Apart from student subsidy, the one consistent but variable factor is publication in so-called “accredited” journals and books. Here is how this works in South Africa: research and publication is incentive-led, rather than curiosity-led (as it is elsewhere). The Department of Higher Education and Training (DHET) pays universities R120 000 for every article published in approved lists of academic journals. Universities allocate these funds differently - some put them in a general pot to be applied for by researchers, others top slice a percentage to be used by the author for further research, while some permit their authors to bank a sub-portion as taxable income. Most universities pay for their research infrastructure thus payouts to authors range from zero to R50 000+, depending on employer policy.

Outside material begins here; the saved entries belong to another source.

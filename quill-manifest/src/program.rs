//! Program file loading.

use std::{collections::HashSet, path::Path};

use quill_ir::{Node, Program};

use crate::{Error, Result, error::SourceContext};

/// Load a program JSON file from the given path.
pub fn load_program(path: impl AsRef<Path>) -> Result<Program> {
    let path = path.as_ref();
    let content = std::fs::read_to_string(path).map_err(|e| {
        Box::new(Error::Io {
            path: path.to_path_buf(),
            source: e,
        })
    })?;
    parse_program(&content, &path.display().to_string())
}

/// Parse a program from JSON with the given filename for error reporting.
///
/// Unknown construct kinds and malformed slots are rejected here, before any
/// code is generated. Two variables sharing an id are a validation error.
pub fn parse_program(content: &str, filename: &str) -> Result<Program> {
    let source_ctx = SourceContext::new(content, filename);
    let program: Program =
        serde_json::from_str(content).map_err(|e| source_ctx.program_error(e))?;

    let mut seen = HashSet::new();
    for variable in &program.variables {
        if !seen.insert(variable.id.as_str()) {
            return Err(source_ctx.validation_error(format!(
                "variable id '{}' is declared more than once",
                variable.id
            )));
        }
    }

    for id in undeclared_references(&program) {
        tracing::warn!(variable = %id, "reference to undeclared variable");
    }

    tracing::debug!(
        file = filename,
        variables = program.variables.len(),
        blocks = program.blocks.len(),
        "loaded program"
    );
    Ok(program)
}

/// Variable ids referenced by some node but not declared by the program.
pub fn undeclared_references(program: &Program) -> Vec<&str> {
    let mut missing = Vec::new();
    for id in program
        .blocks
        .iter()
        .flat_map(Node::descendants)
        .filter_map(|n| n.construct.variable_ref())
    {
        if program.find_variable(id).is_none() && !missing.contains(&id) {
            missing.push(id);
        }
    }
    missing
}
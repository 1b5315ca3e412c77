//! Check command report data structures.

use std::path::PathBuf;

use super::output::{Output, Report};

/// Report data from a dry generation pass.
#[derive(Debug)]
pub struct CheckReport {
    /// Path to the program file.
    pub program_path: PathBuf,
    /// Target language name.
    pub target: &'static str,
    /// Lines of generated code.
    pub lines: usize,
    /// `(key, name)` of each helper the program pulls in.
    pub helpers: Vec<(String, String)>,
    /// Preamble entries that are not helpers.
    pub definitions: Vec<String>,
    /// Variable ids referenced but never declared.
    pub undeclared: Vec<String>,
}

impl Report for CheckReport {
    fn render(&self, out: &mut dyn Output) {
        for id in &self.undeclared {
            out.warning(&format!("variable '{}' is used but not declared", id));
        }
        if !self.undeclared.is_empty() {
            out.newline();
        }

        out.preformatted(&format!(
            "✓ {} renders to {} ({} line{})",
            self.program_path.display(),
            self.target,
            self.lines,
            plural(self.lines)
        ));

        if !self.helpers.is_empty() {
            out.newline();
            out.section(&format!(
                "{} helper{}",
                self.helpers.len(),
                plural(self.helpers.len())
            ));
            for (key, name) in &self.helpers {
                if key == name {
                    out.list_item(key);
                } else {
                    out.list_item(&format!("{} (as {})", key, name));
                }
            }
        }

        if !self.definitions.is_empty() {
            out.newline();
            out.section(&format!(
                "{} definition{}",
                self.definitions.len(),
                plural(self.definitions.len())
            ));
            for key in &self.definitions {
                out.list_item(key);
            }
        }
    }
}

fn plural(n: usize) -> &'static str {
    if n == 1 { "" } else { "s" }
}
use clap::Args;
use eyre::Result;
use quill_manifest::Target;

use crate::{
    ops,
    reports::{Report, TerminalOutput},
    target::TargetSupport,
};

#[derive(Args)]
pub struct OrdersCommand {
    /// Target language
    #[arg(short, long, default_value = "php")]
    pub target: Target,
}

impl OrdersCommand {
    pub fn run(&self) -> Result<()> {
        let report = ops::orders(&TargetSupport::get(self.target));
        report.render(&mut TerminalOutput::new());
        Ok(())
    }
}
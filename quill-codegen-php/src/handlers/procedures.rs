//! User procedures.

use quill_codegen::{Code, NameCategory, Result, Session};
use quill_ir::Node;

use crate::orders::*;

/// Name and parameter variable ids of a procedure definition.
pub(super) struct Signature<'n> {
    pub name: &'n str,
    pub params: &'n [String],
}

/// Define a procedure. The function text goes to the preamble under
/// `%<name>` so it cannot collide with a helper; nothing is emitted inline.
///
/// Every declared program variable that is not a parameter is pulled in
/// with a `global` statement.
pub(super) fn define(
    s: &mut Session<'_>,
    node: &Node,
    signature: Signature<'_>,
    body: Option<&Node>,
    returns: Option<&Node>,
) -> Result<Code> {
    let globals: Vec<String> = s
        .declared_variables()
        .filter(|(id, _)| !signature.params.iter().any(|p| p == id))
        .map(|(_, name)| name.to_string())
        .collect();
    let indent = s.indent();
    let globals = if globals.is_empty() {
        String::new()
    } else {
        format!("{indent}global {};\n", globals.join(", "))
    };

    let name = s.get_name(signature.name, NameCategory::Function)?;
    let branch = s.statement_to_code(body)?;
    let returns = match s.value_to_code(returns, NONE)? {
        Some(value) => format!("{indent}return {value};\n"),
        None => String::new(),
    };
    let mut args = Vec::with_capacity(signature.params.len());
    for param in signature.params {
        args.push(s.get_name(param, NameCategory::Variable)?);
    }

    let code = format!(
        "function {name}({}) {{\n{globals}{branch}{returns}}}",
        args.join(", ")
    );
    let code = s.scrub(node, &code, false)?;
    tracing::debug!(procedure = %name, "defined procedure");
    s.define(format!("%{name}"), code);
    Ok(Code::Handled)
}

fn call_expression(s: &mut Session<'_>, name: &str, args: &[Option<Node>]) -> Result<String> {
    let name = s.get_name(name, NameCategory::Function)?;
    let mut rendered = Vec::with_capacity(args.len());
    for arg in args {
        rendered.push(s.value_or(arg.as_ref(), COMMA, "null")?);
    }
    Ok(format!("{name}({})", rendered.join(", ")))
}

pub(super) fn call(s: &mut Session<'_>, name: &str, args: &[Option<Node>]) -> Result<Code> {
    Ok(Code::value(call_expression(s, name, args)?, FUNCTION_CALL))
}

pub(super) fn call_statement(
    s: &mut Session<'_>,
    name: &str,
    args: &[Option<Node>],
) -> Result<Code> {
    Ok(Code::statement(format!(
        "{};\n",
        call_expression(s, name, args)?
    )))
}

/// Early return from inside a procedure body.
pub(super) fn if_return(
    s: &mut Session<'_>,
    condition: Option<&Node>,
    has_return: bool,
    value: Option<&Node>,
) -> Result<Code> {
    let condition = s.value_or(condition, NONE, "false")?;
    let indent = s.indent();
    let ret = if has_return {
        let value = s.value_or(value, NONE, "null")?;
        format!("{indent}return {value};\n")
    } else {
        format!("{indent}return;\n")
    };
    Ok(Code::statement(format!("if ({condition}) {{\n{ret}}}\n")))
}
#[test]
fn test_character_access() {
    let code = render(
        r#"{
          "variables": [{ "id": "s", "name": "s" }],
          "blocks": [{
            "kind": "text_print",
            "value": {
              "kind": "text_char_at", "where": "FROM_START",
              "value": { "kind": "variables_get", "variable": "s" },
              "at": { "kind": "math_number", "value": 1 }
            },
            "next": {
              "kind": "text_print",
              "value": {
                "kind": "text_char_at", "where": "FROM_END",
                "value": { "kind": "variables_get", "variable": "s" },
                "at": { "kind": "math_number", "value": 1 }
              },
              "next": {
                "kind": "text_print",
                "value": {
                  "kind": "text_char_at", "where": "RANDOM",
                  "value": { "kind": "variables_get", "variable": "s" }
                }
              }
            }
          }]
        }"#,
    );

    insta::assert_snapshot!(code, @r#"
    $s;

    function text_random_letter($text) {
      return $text[rand(0, strlen($text) - 1)];
    }


    print(substr($s, 0, 1));
    print(substr($s, -1, 1));
    print(text_random_letter($s));
    "#);
}

#[test]
fn test_reserved_names_are_renamed() {
    let code = render(
        r#"{
          "variables": [{ "id": "v", "name": "print" }],
          "blocks": [{
            "kind": "variables_set", "variable": "v",
            "value": { "kind": "logic_null" }
          }]
        }"#,
    );
    assert_eq!(code, "$print2;\n\n\n$print2 = null;\n");
}

#[test]
fn test_remove_in_value_slot_is_rejected() {
    let err = render_with(
        r#"{
          "blocks": [{
            "kind": "text_print",
            "value": { "kind": "lists_get_index", "id": "take", "mode": "REMOVE", "where": "LAST" }
          }]
        }"#,
        GeneratorOptions::default(),
    )
    .unwrap_err();
    assert_eq!(
        err,
        GenerateError::ExpectedValue {
            construct: "lists_get_index",
            node: "take".to_string(),
        }
    );
}

#[test]
fn test_if_without_branches_is_unsupported() {
    let err = render_with(
        r#"{ "blocks": [{ "kind": "controls_if", "id": "empty" }] }"#,
        GeneratorOptions::default(),
    )
    .unwrap_err();
    assert!(matches!(
        err,
        GenerateError::Unsupported {
            construct: "controls_if",
            ..
        }
    ));
}

#[test]
fn test_same_tier_operands_keep_grouping() {
    let code = render(
        r#"{
          "variables": [
            { "id": "a", "name": "a" },
            { "id": "b", "name": "b" },
            { "id": "c", "name": "c" }
          ],
          "blocks": [{
            "kind": "text_print",
            "value": {
              "kind": "math_arithmetic", "op": "MINUS",
              "a": { "kind": "variables_get", "variable": "a" },
              "b": {
                "kind": "math_arithmetic", "op": "ADD",
                "a": { "kind": "variables_get", "variable": "b" },
                "b": { "kind": "variables_get", "variable": "c" }
              }
            },
            "next": {
              "kind": "text_print",
              "value": {
                "kind": "math_arithmetic", "op": "DIVIDE",
                "a": { "kind": "variables_get", "variable": "a" },
                "b": {
                  "kind": "math_arithmetic", "op": "MULTIPLY",
                  "a": { "kind": "variables_get", "variable": "b" },
                  "b": { "kind": "variables_get", "variable": "c" }
                }
              },
              "next": {
                "kind": "text_print",
                "value": {
                  "kind": "math_arithmetic", "op": "ADD",
                  "a": { "kind": "variables_get", "variable": "a" },
                  "b": {
                    "kind": "math_arithmetic", "op": "MINUS",
                    "a": { "kind": "variables_get", "variable": "b" },
                    "b": { "kind": "variables_get", "variable": "c" }
                  }
                }
              }
            }
          }]
        }"#,
    );

    insta::assert_snapshot!(code, @r#"
    $a;
    $b;
    $c;


    print($a - ($b + $c));
    print($a / ($b * $c));
    print($a + ($b - $c));
    "#);
}

const LIST_WRITES: &str = r#"{
  "variables": [
    { "id": "xs", "name": "xs" },
    { "id": "i", "name": "i" },
    { "id": "v", "name": "v" }
  ],
  "blocks": [{
    "kind": "lists_set_index", "mode": "SET", "where": "FIRST",
    "list": { "kind": "variables_get", "variable": "xs" },
    "to": { "kind": "variables_get", "variable": "v" },
    "next": {
      "kind": "lists_set_index", "mode": "INSERT", "where": "LAST",
      "list": { "kind": "variables_get", "variable": "xs" },
      "to": { "kind": "variables_get", "variable": "v" },
      "next": {
        "kind": "lists_set_index", "mode": "SET", "where": "FROM_START",
        "list": { "kind": "variables_get", "variable": "xs" },
        "at": { "kind": "variables_get", "variable": "i" },
        "to": { "kind": "variables_get", "variable": "v" },
        "next": {
          "kind": "lists_set_index", "mode": "INSERT", "where": "FROM_START",
          "list": { "kind": "variables_get", "variable": "xs" },
          "at": { "kind": "math_number", "value": 2 },
          "to": { "kind": "variables_get", "variable": "v" },
          "next": {
            "kind": "lists_set_index", "mode": "SET", "where": "FROM_END",
            "list": { "kind": "variables_get", "variable": "xs" },
            "at": { "kind": "variables_get", "variable": "i" },
            "to": { "kind": "variables_get", "variable": "v" },
            "next": {
              "kind": "lists_set_index", "mode": "INSERT", "where": "RANDOM",
              "list": {
                "kind": "lists_get_index", "mode": "GET", "where": "FIRST",
                "list": { "kind": "variables_get", "variable": "xs" }
              },
              "to": { "kind": "variables_get", "variable": "v" }
            }
          }
        }
      }
    }
  }]
}"#;

#[test]
fn test_list_writes_one_based() {
    insta::assert_snapshot!(render(LIST_WRITES), @r#"
    $xs;
    $i;
    $v;

    function lists_set_from_end(&$list, $at, $value) {
      $list[count($list) - $at] = $value;
    }


    $xs[0] = $v;
    array_push($xs, $v);
    $xs[$i - 1] = $v;
    array_splice($xs, 1, 0, $v);
    lists_set_from_end($xs, $i, $v);
    $tmp_list = &$xs[0];
    $tmp_x = rand(0, count($tmp_list)-1);
    array_splice($tmp_list, $tmp_x, 0, $v);
    "#);
}

#[test]
fn test_list_writes_zero_based() {
    let options = GeneratorOptions::default().with_index_origin(IndexOrigin::Zero);
    let code = render_with(LIST_WRITES, options).expect("Failed to generate");
    let (_, body) = code.split_once("\n\n\n").expect("Missing preamble");

    insta::assert_snapshot!(body, @r#"
    $xs[0] = $v;
    array_push($xs, $v);
    $xs[$i] = $v;
    array_splice($xs, 2, 0, $v);
    lists_set_from_end($xs, $i + 1, $v);
    $tmp_list = &$xs[0];
    $tmp_x = rand(0, count($tmp_list)-1);
    array_splice($tmp_list, $tmp_x, 0, $v);
    "#);
}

Research should not be about income but about finding something out. Method is the way that the finding happens. Theory is the framework that interprets the data popped loose by method. The purpose of research is to explain something. Once explained, then the outcome is communicated via publication. Apart from students and peers, few articles are read by professionals, policy makers or the general public.
Academic articles are primarily read by other academics, and thus have low readerships. Comparatively few get cited, though well-read papers can secure hundreds, even thousands, of mentions. The majority of articles get no citations at all. Many contemporary students resist reading, so even prescribed articles may have little impact. It’s always a pleasure then, when students are first introduced to me that they actually connect the name to a book they have read. Regrettably, much top class work simply disappears in the cacophony of journals - both legitimate and predatory - that have appeared to meet the demand for publication.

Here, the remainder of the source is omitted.